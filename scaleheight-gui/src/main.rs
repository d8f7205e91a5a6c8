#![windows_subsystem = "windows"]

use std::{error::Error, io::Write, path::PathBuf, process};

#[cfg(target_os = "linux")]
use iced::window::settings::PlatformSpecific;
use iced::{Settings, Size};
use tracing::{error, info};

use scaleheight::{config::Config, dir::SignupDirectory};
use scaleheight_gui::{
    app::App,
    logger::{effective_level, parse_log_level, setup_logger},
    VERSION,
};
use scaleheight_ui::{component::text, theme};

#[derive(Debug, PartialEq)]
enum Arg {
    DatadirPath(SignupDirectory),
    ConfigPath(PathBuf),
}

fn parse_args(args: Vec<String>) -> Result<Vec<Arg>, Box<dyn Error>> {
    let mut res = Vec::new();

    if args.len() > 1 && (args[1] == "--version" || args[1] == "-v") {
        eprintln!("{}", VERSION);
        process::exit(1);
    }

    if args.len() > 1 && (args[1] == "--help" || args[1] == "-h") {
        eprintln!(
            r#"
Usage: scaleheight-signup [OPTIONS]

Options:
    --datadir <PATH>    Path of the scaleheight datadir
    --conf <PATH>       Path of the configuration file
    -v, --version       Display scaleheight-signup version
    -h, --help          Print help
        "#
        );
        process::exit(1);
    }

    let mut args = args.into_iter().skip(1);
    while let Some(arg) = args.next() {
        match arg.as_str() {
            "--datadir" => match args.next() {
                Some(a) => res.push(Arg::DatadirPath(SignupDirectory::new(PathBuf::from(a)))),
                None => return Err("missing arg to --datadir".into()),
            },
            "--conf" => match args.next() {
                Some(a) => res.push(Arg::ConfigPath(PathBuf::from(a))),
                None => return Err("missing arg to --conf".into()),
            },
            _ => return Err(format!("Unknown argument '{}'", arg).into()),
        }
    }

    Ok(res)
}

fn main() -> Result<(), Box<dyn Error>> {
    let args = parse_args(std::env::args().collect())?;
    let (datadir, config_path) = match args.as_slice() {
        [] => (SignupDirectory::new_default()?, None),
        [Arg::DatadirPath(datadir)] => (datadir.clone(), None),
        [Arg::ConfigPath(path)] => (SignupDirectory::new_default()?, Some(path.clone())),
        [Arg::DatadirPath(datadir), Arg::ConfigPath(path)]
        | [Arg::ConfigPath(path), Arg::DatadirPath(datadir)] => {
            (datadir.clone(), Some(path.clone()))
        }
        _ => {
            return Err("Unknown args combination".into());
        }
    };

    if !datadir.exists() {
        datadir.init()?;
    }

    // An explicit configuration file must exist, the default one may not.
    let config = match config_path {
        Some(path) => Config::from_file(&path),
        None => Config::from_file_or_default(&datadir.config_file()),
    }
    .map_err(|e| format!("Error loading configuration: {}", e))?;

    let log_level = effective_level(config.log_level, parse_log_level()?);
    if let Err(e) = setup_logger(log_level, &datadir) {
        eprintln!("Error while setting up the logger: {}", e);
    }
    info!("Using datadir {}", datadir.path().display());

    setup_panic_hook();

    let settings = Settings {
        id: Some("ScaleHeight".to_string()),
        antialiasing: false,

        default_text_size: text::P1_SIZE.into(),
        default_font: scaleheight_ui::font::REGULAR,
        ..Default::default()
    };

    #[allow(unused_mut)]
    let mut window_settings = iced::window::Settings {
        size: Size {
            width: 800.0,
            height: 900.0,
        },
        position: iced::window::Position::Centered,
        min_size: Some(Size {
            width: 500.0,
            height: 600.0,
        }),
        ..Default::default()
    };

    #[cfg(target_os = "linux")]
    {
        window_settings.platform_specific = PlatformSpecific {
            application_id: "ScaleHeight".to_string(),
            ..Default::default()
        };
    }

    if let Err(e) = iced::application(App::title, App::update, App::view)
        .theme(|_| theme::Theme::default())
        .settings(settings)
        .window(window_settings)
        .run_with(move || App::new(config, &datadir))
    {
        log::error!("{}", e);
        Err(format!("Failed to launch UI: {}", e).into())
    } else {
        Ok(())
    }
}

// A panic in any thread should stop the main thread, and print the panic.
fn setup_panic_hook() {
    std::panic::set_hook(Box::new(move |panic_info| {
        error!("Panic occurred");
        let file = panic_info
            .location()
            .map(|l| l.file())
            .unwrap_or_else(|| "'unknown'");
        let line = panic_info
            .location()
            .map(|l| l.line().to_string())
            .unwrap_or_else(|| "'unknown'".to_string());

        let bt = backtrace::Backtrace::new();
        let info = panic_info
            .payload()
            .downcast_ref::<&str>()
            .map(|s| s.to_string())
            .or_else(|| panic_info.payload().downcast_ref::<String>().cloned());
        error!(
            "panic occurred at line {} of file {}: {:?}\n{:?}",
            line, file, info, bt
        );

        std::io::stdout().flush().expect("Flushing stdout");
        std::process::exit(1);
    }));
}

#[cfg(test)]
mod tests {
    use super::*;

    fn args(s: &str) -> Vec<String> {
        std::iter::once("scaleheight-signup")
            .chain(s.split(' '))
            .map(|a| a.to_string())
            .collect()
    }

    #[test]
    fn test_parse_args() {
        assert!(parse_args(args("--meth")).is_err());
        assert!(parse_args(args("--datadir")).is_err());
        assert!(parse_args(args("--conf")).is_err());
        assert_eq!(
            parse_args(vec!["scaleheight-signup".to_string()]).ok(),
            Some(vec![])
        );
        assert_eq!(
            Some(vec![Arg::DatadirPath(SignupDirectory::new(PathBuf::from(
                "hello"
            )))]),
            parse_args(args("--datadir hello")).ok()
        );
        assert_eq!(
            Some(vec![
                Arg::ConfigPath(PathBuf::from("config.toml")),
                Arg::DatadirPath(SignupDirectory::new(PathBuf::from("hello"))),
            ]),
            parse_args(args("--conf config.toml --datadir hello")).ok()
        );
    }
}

---

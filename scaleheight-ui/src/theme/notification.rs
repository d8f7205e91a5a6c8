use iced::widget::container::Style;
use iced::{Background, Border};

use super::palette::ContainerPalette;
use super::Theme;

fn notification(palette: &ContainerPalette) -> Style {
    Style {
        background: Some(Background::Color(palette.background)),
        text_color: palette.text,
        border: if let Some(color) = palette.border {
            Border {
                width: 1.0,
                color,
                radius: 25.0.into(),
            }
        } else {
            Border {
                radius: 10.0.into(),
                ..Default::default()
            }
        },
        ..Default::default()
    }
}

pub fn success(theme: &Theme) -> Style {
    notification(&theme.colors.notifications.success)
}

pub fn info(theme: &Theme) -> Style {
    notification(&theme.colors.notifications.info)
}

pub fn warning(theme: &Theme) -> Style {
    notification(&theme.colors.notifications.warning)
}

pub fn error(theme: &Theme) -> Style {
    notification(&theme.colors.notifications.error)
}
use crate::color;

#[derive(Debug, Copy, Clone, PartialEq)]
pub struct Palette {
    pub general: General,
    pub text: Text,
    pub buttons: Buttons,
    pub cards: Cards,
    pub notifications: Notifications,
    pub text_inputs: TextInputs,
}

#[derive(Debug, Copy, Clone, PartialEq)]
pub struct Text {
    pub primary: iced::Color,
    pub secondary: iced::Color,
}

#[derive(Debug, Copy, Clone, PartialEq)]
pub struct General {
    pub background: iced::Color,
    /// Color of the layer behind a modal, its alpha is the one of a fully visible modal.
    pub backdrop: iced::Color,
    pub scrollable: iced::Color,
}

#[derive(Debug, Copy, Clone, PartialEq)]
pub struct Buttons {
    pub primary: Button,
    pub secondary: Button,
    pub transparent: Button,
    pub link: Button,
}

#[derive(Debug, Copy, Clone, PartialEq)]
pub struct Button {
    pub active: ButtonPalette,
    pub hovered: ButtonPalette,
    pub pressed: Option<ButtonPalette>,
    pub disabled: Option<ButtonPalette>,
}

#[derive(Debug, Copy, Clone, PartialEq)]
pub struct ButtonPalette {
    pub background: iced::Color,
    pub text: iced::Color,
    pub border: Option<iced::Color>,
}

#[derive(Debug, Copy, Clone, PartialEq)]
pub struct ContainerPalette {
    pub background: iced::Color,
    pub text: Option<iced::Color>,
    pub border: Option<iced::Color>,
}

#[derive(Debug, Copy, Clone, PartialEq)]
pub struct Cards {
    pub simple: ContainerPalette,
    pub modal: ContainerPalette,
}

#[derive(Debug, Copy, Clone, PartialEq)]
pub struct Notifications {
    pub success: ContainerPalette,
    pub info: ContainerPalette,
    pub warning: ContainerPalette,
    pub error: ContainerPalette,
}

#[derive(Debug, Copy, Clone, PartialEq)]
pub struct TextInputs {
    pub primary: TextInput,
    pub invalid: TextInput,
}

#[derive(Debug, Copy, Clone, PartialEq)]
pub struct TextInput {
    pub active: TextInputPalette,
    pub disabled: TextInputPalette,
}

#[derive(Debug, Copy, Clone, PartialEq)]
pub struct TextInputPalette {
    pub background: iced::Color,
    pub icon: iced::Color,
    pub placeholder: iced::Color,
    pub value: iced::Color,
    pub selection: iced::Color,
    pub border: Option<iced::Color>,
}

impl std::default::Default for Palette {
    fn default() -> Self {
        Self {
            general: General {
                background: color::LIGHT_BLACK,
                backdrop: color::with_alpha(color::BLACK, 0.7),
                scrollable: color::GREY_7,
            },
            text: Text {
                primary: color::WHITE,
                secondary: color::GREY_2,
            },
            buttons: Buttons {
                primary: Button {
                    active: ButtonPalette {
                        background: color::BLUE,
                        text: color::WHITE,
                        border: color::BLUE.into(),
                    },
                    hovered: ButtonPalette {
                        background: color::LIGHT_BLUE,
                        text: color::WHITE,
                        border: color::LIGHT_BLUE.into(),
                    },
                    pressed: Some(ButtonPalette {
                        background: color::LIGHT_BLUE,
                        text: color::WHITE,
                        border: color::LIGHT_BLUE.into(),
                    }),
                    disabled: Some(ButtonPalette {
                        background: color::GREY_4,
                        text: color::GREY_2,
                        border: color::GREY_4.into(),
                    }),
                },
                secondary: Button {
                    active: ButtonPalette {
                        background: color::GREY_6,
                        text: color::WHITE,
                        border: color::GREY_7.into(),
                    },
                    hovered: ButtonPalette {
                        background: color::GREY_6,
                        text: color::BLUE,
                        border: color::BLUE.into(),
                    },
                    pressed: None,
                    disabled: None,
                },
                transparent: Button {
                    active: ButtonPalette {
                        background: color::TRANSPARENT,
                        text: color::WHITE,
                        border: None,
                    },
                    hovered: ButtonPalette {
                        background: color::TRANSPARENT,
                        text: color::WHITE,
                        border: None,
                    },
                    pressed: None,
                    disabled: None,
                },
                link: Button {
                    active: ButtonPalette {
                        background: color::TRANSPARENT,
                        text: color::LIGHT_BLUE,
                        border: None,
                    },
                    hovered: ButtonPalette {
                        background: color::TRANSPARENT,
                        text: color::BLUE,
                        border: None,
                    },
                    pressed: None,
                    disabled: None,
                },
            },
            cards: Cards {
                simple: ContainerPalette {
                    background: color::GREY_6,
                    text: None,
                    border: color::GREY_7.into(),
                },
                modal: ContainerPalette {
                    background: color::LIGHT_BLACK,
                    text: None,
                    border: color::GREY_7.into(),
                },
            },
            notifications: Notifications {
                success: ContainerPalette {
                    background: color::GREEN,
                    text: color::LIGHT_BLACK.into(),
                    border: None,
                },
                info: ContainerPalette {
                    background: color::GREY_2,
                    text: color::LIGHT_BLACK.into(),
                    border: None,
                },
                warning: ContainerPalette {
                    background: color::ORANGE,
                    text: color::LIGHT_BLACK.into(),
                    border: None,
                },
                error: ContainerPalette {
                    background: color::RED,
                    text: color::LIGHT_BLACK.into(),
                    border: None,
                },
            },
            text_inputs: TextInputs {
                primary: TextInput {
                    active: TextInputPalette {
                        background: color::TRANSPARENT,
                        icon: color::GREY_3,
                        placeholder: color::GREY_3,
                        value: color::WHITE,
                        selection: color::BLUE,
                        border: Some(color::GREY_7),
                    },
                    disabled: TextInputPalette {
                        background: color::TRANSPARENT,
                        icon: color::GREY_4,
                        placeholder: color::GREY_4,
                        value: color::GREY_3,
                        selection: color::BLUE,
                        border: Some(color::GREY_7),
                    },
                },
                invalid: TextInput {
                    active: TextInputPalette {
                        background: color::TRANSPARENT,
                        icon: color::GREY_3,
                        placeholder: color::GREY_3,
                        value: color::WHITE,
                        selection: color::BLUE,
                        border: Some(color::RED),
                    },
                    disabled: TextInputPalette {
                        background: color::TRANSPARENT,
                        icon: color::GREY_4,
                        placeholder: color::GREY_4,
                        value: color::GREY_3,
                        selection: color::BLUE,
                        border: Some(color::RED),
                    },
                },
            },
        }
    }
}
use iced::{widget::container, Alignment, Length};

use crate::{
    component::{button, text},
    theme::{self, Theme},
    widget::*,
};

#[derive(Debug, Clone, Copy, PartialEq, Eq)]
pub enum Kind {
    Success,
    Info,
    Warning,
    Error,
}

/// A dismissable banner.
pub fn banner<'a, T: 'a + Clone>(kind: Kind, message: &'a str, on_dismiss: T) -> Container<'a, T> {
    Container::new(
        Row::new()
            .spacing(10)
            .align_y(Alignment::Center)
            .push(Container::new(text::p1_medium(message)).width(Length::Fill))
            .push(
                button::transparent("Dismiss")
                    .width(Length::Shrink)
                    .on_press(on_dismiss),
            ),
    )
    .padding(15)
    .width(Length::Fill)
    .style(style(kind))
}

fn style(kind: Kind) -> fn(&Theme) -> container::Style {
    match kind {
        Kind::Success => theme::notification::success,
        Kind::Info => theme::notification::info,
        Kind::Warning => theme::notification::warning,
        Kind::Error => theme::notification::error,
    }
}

* **Exercise requirements**
Return every line of the listing above that contains "TextInputs".

* **Exercise response**
    pub text_inputs: TextInputs,
pub struct TextInputs {
            text_inputs: TextInputs {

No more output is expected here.